I initially tried this with DatatablesJS but that broke the two-way binding between my model and the query params I am using to generate the model which I can’t allow.
I’m not sure what the best strategy is now to allow the user to export this information. I did find this add on but I have been wholly unable to get it to produce a file using the ‘Model’ method in its documentation. I get a bit lost at the end and I am unsure what to do with the
invoiceModel
.download()
.then((pdfContent) => this.saveFileAs('invoice.pdf', pdfContent, 'application/pdf'));
I have also seen suggestions that the request for a CSV file should be sent to the backend and have it return through a CSV generator but it seemed very confusing.
I can’t imagine this is a unique requirement, how do other people approach it?
I did this recently. I created a service called “download”:
import Service from '@ember/service';
export default Service.extend({
asCSV(filename, contents) {
let { document, URL } = window;
let anchor = document.createElement('a');
anchor.download = filename;
anchor.href = URL.createObjectURL(new Blob([contents], {
type: 'text/csv'
}));
document.body.appendChild(anchor);
anchor.click();
anchor.remove();
}
});
Somewhere in my app, I did this.get('download').asCSV('somefile.csv', csv);
where csv
is the data that I formatted on the client side.
3 Likes
Thats a cool idea. Still being new to Ember services are something I often forget are available to me.
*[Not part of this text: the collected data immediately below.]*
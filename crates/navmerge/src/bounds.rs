// bounds.rs - region of interest for a navmesh build
//
// Field maps are split into tiles; each navmesh only takes geometry from the
// column above its own tile. Single-object scenes have no neighbours, so
// everything is included.

use glam::Vec3;

use crate::error::{MergeError, Result};

/// Horizontal extent of a field tile in world units
pub const DEFAULT_TILE_RADIUS: f32 = 250.0;

#[derive(Clone, Copy, Debug, Default, PartialEq, Eq, serde::Deserialize, serde::Serialize)]
#[serde(rename_all = "camelCase")]
pub enum RegionMode {
    /// Tiled field map: bounded footprint, unbounded height
    #[default]
    Field,
    /// One object being edited on its own
    SingleObject,
}

/// Axis-aligned inclusion box
#[derive(Clone, Copy, Debug, PartialEq)]
pub struct SpatialBounds {
    min: Vec3,
    max: Vec3,
}

impl SpatialBounds {
    /// Fails when an axis is NaN or has min > max
    pub fn new(min: Vec3, max: Vec3) -> Result<Self> {
        for (axis, (lo, hi)) in ['x', 'y', 'z']
            .into_iter()
            .zip(min.to_array().into_iter().zip(max.to_array()))
        {
            if lo.is_nan() || hi.is_nan() || lo > hi {
                return Err(MergeError::InvalidBounds {
                    axis,
                    min: lo,
                    max: hi,
                });
            }
        }

        Ok(Self { min, max })
    }

    /// Bounds that accept every finite position
    pub fn everything() -> Self {
        Self {
            min: Vec3::splat(f32::MIN),
            max: Vec3::splat(f32::MAX),
        }
    }

    pub fn min(&self) -> Vec3 {
        self.min
    }

    pub fn max(&self) -> Vec3 {
        self.max
    }

    /// Whole-instance test: strict on the lower bound, inclusive on the upper.
    ///
    /// Adjacent tiles share a boundary plane; an instance exactly on it
    /// belongs to the tile for which it is the upper bound.
    pub fn contains_instance_origin(&self, p: Vec3) -> bool {
        p.cmpgt(self.min).all() && p.cmple(self.max).all()
    }

    /// Per-vertex test: inclusive on both ends, grown by `padding` on all axes
    pub fn contains_padded(&self, p: Vec3, padding: f32) -> bool {
        let pad = Vec3::splat(padding);
        p.cmpge(self.min - pad).all() && p.cmple(self.max + pad).all()
    }
}

/// Computes [`SpatialBounds`] for a navmesh origin
#[derive(Clone, Copy, Debug, PartialEq)]
pub struct RegionSelector {
    mode: RegionMode,
    radius: f32,
}

impl RegionSelector {
    pub fn field(radius: f32) -> Self {
        Self {
            mode: RegionMode::Field,
            radius,
        }
    }

    pub fn single_object() -> Self {
        Self {
            mode: RegionMode::SingleObject,
            radius: 0.0,
        }
    }

    pub fn new(mode: RegionMode, radius: f32) -> Self {
        match mode {
            RegionMode::Field => Self::field(radius),
            RegionMode::SingleObject => Self::single_object(),
        }
    }

    pub fn mode(&self) -> RegionMode {
        self.mode
    }

    pub fn select(&self, origin: Vec3) -> Result<SpatialBounds> {
        match self.mode {
            RegionMode::Field => {
                let mut min = origin;
                min.y = f32::MIN;
                let mut max = origin + Vec3::splat(self.radius);
                max.y = f32::MAX;
                SpatialBounds::new(min, max)
            }
            RegionMode::SingleObject => Ok(SpatialBounds::everything()),
        }
    }
}

impl Default for RegionSelector {
    fn default() -> Self {
        Self::field(DEFAULT_TILE_RADIUS)
    }
}
// export.rs - dump merged navmesh input for external tooling
//
// Writes the merged geometry as Wavefront OBJ (for viewing) and as JSON
// together with the generator config (for replaying a build elsewhere).

use std::fs;
use std::io::{BufWriter, Write};
use std::path::{Path, PathBuf};

use anyhow::Context;
use serde::{Deserialize, Serialize};
use tracing::info;

use crate::builder::{NavmeshBuildAdapter, NavmeshConfig};

/// Write triangles as OBJ: `v x y z` lines, then 1-based `f a b c` lines
pub fn write_obj<W: Write>(
    writer: &mut W,
    vertices: &[[f32; 3]],
    indices: &[u32],
) -> std::io::Result<()> {
    writeln!(
        writer,
        "# navmerge: {} vertices, {} triangles",
        vertices.len(),
        indices.len() / 3
    )?;
    for v in vertices {
        writeln!(writer, "v {} {} {}", v[0], v[1], v[2])?;
    }
    for tri in indices.chunks_exact(3) {
        writeln!(writer, "f {} {} {}", tri[0] + 1, tri[1] + 1, tri[2] + 1)?;
    }
    Ok(())
}

/// Same as [`write_obj`], with one `vn` per vertex
pub fn write_obj_with_normals<W: Write>(
    writer: &mut W,
    vertices: &[[f32; 3]],
    normals: &[[f32; 3]],
    indices: &[u32],
) -> std::io::Result<()> {
    writeln!(
        writer,
        "# navmerge: {} vertices, {} triangles",
        vertices.len(),
        indices.len() / 3
    )?;
    for v in vertices {
        writeln!(writer, "v {} {} {}", v[0], v[1], v[2])?;
    }
    for n in normals {
        writeln!(writer, "vn {} {} {}", n[0], n[1], n[2])?;
    }
    for tri in indices.chunks_exact(3) {
        let (a, b, c) = (tri[0] + 1, tri[1] + 1, tri[2] + 1);
        writeln!(writer, "f {a}//{a} {b}//{b} {c}//{c}")?;
    }
    Ok(())
}

/// Merged geometry plus the config it was meant to be built with
#[derive(Clone, Debug, PartialEq, Serialize, Deserialize)]
#[serde(rename_all = "camelCase")]
pub struct MergedMeshFile {
    pub config: NavmeshConfig,
    pub vertices: Vec<[f32; 3]>,
    pub indices: Vec<u32>,
}

/// Files written for one navmesh
#[derive(Clone, Debug, PartialEq, Eq)]
pub struct ExportedMesh {
    pub obj_path: PathBuf,
    pub json_path: PathBuf,
}

/// Stands in for a navmesh generator by writing its input to disk
pub struct ExportAdapter {
    output_dir: PathBuf,
    written: usize,
}

impl ExportAdapter {
    pub fn new(output_dir: &Path) -> Self {
        Self {
            output_dir: output_dir.to_path_buf(),
            written: 0,
        }
    }
}

impl NavmeshBuildAdapter for ExportAdapter {
    type Root = ExportedMesh;

    fn build(
        &mut self,
        config: &NavmeshConfig,
        vertices: &[[f32; 3]],
        indices: &[u32],
    ) -> anyhow::Result<ExportedMesh> {
        fs::create_dir_all(&self.output_dir).with_context(|| {
            format!("Failed to create output directory {}", self.output_dir.display())
        })?;

        let stem = format!("navmesh_{}", self.written);
        let obj_path = self.output_dir.join(format!("{}.obj", stem));
        let json_path = self.output_dir.join(format!("{}.json", stem));

        let file = fs::File::create(&obj_path)
            .with_context(|| format!("Failed to create {}", obj_path.display()))?;
        let mut writer = BufWriter::new(file);
        write_obj(&mut writer, vertices, indices)?;
        writer.flush()?;

        let dump = MergedMeshFile {
            config: config.clone(),
            vertices: vertices.to_vec(),
            indices: indices.to_vec(),
        };
        let file = fs::File::create(&json_path)
            .with_context(|| format!("Failed to create {}", json_path.display()))?;
        let mut writer = BufWriter::new(file);
        serde_json::to_writer(&mut writer, &dump)
            .with_context(|| format!("Failed to write {}", json_path.display()))?;
        writer.flush()?;

        info!(
            "Wrote {} ({} vertices, {} triangles)",
            obj_path.display(),
            vertices.len(),
            indices.len() / 3
        );

        self.written += 1;
        Ok(ExportedMesh { obj_path, json_path })
    }
}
In terms of the data formatting, are you able to just plant a model in there or do you create a specific dataset in the controller? Would you mind posting an example dataset?
I put a method on my report
model called toCSV()
that created a CSV string from its attributes. You could that logic in the controller too, or another service. The string should just be something like:
id,name
1,David
2,Sam
Thanks for your help! I’ve managed to create a component button that will produce and download a CSV file thanks to the above information.
I struggled with parsing an object into a CSV string but found Papa parse which is doing a bang up job.
My last hurdle is working out how to do this in a model method like you mentioned. The only way I can get it to work at the minute is by explicitly iterating on the model in the component controller which means it isn’t very flexible:
export default Component.extend({
download: service('download'),
model: null,
conData: computed('model', function() {
let newArray = [];
this.get('model').forEach(function(x) {
let newData = {
name: x.data.name,
age: x.data.age
}
newArray.push(newData)
})
return newArray
}),
actions: {
request() {
let csvArray = Papa.unparse(this.get('conData'))
this.get('download').asCSV('GeneratedReport.csv', csvArray)
}
}
});
The only thing I’vve done with models so far is to populate them from a JSON return.